"""
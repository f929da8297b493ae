//! Error types for the translation pipeline.
//!
//! Each pipeline stage has its own error enum. Storage, transcode and
//! transcription errors are fatal to a run; translation and export errors are
//! scoped to a single language (or language/format pair) and are collected
//! into the run report instead of aborting it.

use std::path::PathBuf;

use thiserror::Error;

/// Errors from the artifact store. Always fatal to the run.
#[derive(Error, Debug)]
pub enum StorageError {
    #[error("failed to create working directory {path}: {source}")]
    CreateDir {
        path: PathBuf,
        source: std::io::Error,
    },

    #[error("failed to write artifact {path}: {source}")]
    Write {
        path: PathBuf,
        source: std::io::Error,
    },

    #[error("failed to read artifact {path}: {source}")]
    Read {
        path: PathBuf,
        source: std::io::Error,
    },

    #[error("failed to remove artifact {path}: {source}")]
    Remove {
        path: PathBuf,
        source: std::io::Error,
    },
}

/// Errors from the audio extraction stage. Always fatal to the run.
#[derive(Error, Debug)]
pub enum TranscodeError {
    #[error("failed to spawn ffmpeg: {0}")]
    Spawn(#[source] std::io::Error),

    #[error("ffmpeg exited with {status}: {stderr}")]
    CommandFailed {
        status: std::process::ExitStatus,
        stderr: String,
    },

    #[error("ffmpeg timed out after {0} seconds")]
    Timeout(u64),

    #[error("transcoder produced no audio output at {0}")]
    EmptyOutput(PathBuf),
}

/// Errors from the speech-to-text stage. Always fatal to the run.
#[derive(Error, Debug)]
pub enum TranscriptionError {
    #[error("failed to read audio file {path}: {source}")]
    ReadAudio {
        path: PathBuf,
        source: std::io::Error,
    },

    #[error("speech-to-text request failed: {0}")]
    Request(String),

    #[error("speech-to-text service returned {status}: {message}")]
    Api { status: u16, message: String },

    #[error("speech-to-text service returned an empty transcript")]
    EmptyTranscript,
}

/// Errors from the translation stage. Scoped to one target language; other
/// languages proceed unaffected.
#[derive(Error, Debug)]
pub enum TranslationError {
    #[error("translation request failed: {0}")]
    Request(String),

    #[error("text-generation service returned {status}: {message}")]
    Api { status: u16, message: String },

    #[error("text-generation service returned an empty completion")]
    EmptyCompletion,
}

/// Errors from document export. Scoped to one (language, format) pair; other
/// formats and languages proceed unaffected.
#[derive(Error, Debug)]
pub enum ExportError {
    #[error("failed to spawn {tool}: {source}")]
    Spawn {
        tool: &'static str,
        source: std::io::Error,
    },

    #[error("{tool} exited with {status}: {stderr}")]
    ConverterFailed {
        tool: &'static str,
        status: std::process::ExitStatus,
        stderr: String,
    },

    #[error("{tool} timed out after {seconds} seconds")]
    Timeout { tool: &'static str, seconds: u64 },

    #[error("converter produced no output at {0}")]
    EmptyOutput(PathBuf),

    #[error("storage failure while writing document: {0}")]
    Storage(#[from] StorageError),
}

/// The pipeline stage at which a fatal error occurred.
#[derive(Debug, Clone, Copy, PartialEq, Eq)]
pub enum Stage {
    Storage,
    Extract,
    Transcribe,
}

impl std::fmt::Display for Stage {
    fn fmt(&self, f: &mut std::fmt::Formatter<'_>) -> std::fmt::Result {
        match self {
            Stage::Storage => write!(f, "storage"),
            Stage::Extract => write!(f, "extract"),
            Stage::Transcribe => write!(f, "transcribe"),
        }
    }
}

/// Fatal pipeline error. Partial failures (translation/export) never surface
/// here; they are recorded in the run report.
#[derive(Error, Debug)]
pub enum PipelineError {
    #[error("storage failure: {0}")]
    Storage(#[from] StorageError),

    #[error("audio extraction failed: {0}")]
    Extract(#[from] TranscodeError),

    #[error("transcription failed: {0}")]
    Transcribe(#[from] TranscriptionError),
}

impl PipelineError {
    /// The stage at which the run failed.
    pub fn stage(&self) -> Stage {
        match self {
            PipelineError::Storage(_) => Stage::Storage,
            PipelineError::Extract(_) => Stage::Extract,
            PipelineError::Transcribe(_) => Stage::Transcribe,
        }
    }
}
"""
_About this task_. Every single record is to be set down again, unaltered.

_Exercise result_.
repository f929da8297b493ae
//! Error types for the translation pipeline.
//!
//! Each pipeline stage has its own error enum. Storage, transcode and
//! transcription errors are fatal to a run; translation and export errors are
//! scoped to a single language (or language/format pair) and are collected
//! into the run report instead of aborting it.

use std::path::PathBuf;

use thiserror::Error;

/// Errors from the artifact store. Always fatal to the run.
#[derive(Error, Debug)]
pub enum StorageError {
    #[error("failed to create working directory {path}: {source}")]
    CreateDir {
        path: PathBuf,
        source: std::io::Error,
    },

    #[error("failed to write artifact {path}: {source}")]
    Write {
        path: PathBuf,
        source: std::io::Error,
    },

    #[error("failed to read artifact {path}: {source}")]
    Read {
        path: PathBuf,
        source: std::io::Error,
    },

    #[error("failed to remove artifact {path}: {source}")]
    Remove {
        path: PathBuf,
        source: std::io::Error,
    },
}

/// Errors from the audio extraction stage. Always fatal to the run.
#[derive(Error, Debug)]
pub enum TranscodeError {
    #[error("failed to spawn ffmpeg: {0}")]
    Spawn(#[source] std::io::Error),

    #[error("ffmpeg exited with {status}: {stderr}")]
    CommandFailed {
        status: std::process::ExitStatus,
        stderr: String,
    },

    #[error("ffmpeg timed out after {0} seconds")]
    Timeout(u64),

    #[error("transcoder produced no audio output at {0}")]
    EmptyOutput(PathBuf),
}

/// Errors from the speech-to-text stage. Always fatal to the run.
#[derive(Error, Debug)]
pub enum TranscriptionError {
    #[error("failed to read audio file {path}: {source}")]
    ReadAudio {
        path: PathBuf,
        source: std::io::Error,
    },

    #[error("speech-to-text request failed: {0}")]
    Request(String),

    #[error("speech-to-text service returned {status}: {message}")]
    Api { status: u16, message: String },

    #[error("speech-to-text service returned an empty transcript")]
    EmptyTranscript,
}

/// Errors from the translation stage. Scoped to one target language; other
/// languages proceed unaffected.
#[derive(Error, Debug)]
pub enum TranslationError {
    #[error("translation request failed: {0}")]
    Request(String),

    #[error("text-generation service returned {status}: {message}")]
    Api { status: u16, message: String },

    #[error("text-generation service returned an empty completion")]
    EmptyCompletion,
}

/// Errors from document export. Scoped to one (language, format) pair; other
/// formats and languages proceed unaffected.
#[derive(Error, Debug)]
pub enum ExportError {
    #[error("failed to spawn {tool}: {source}")]
    Spawn {
        tool: &'static str,
        source: std::io::Error,
    },

    #[error("{tool} exited with {status}: {stderr}")]
    ConverterFailed {
        tool: &'static str,
        status: std::process::ExitStatus,
        stderr: String,
    },

    #[error("{tool} timed out after {seconds} seconds")]
    Timeout { tool: &'static str, seconds: u64 },

    #[error("converter produced no output at {0}")]
    EmptyOutput(PathBuf),

    #[error("storage failure while writing document: {0}")]
    Storage(#[from] StorageError),
}

/// The pipeline stage at which a fatal error occurred.
#[derive(Debug, Clone, Copy, PartialEq, Eq)]
pub enum Stage {
    Storage,
    Extract,
    Transcribe,
}

impl std::fmt::Display for Stage {
    fn fmt(&self, f: &mut std::fmt::Formatter<'_>) -> std::fmt::Result {
        match self {
            Stage::Storage => write!(f, "storage"),
            Stage::Extract => write!(f, "extract"),
            Stage::Transcribe => write!(f, "transcribe"),
        }
    }
}

/// Fatal pipeline error. Partial failures (translation/export) never surface
/// here; they are recorded in the run report.
#[derive(Error, Debug)]
pub enum PipelineError {
    #[error("storage failure: {0}")]
    Storage(#[from] StorageError),

    #[error("audio extraction failed: {0}")]
    Extract(#[from] TranscodeError),

    #[error("transcription failed: {0}")]
    Transcribe(#[from] TranscriptionError),
}

impl PipelineError {
    /// The stage at which the run failed.
    pub fn stage(&self) -> Stage {
        match self {
            PipelineError::Storage(_) => Stage::Storage,
            PipelineError::Extract(_) => Stage::Extract,
            PipelineError::Transcribe(_) => Stage::Transcribe,
        }
    }
}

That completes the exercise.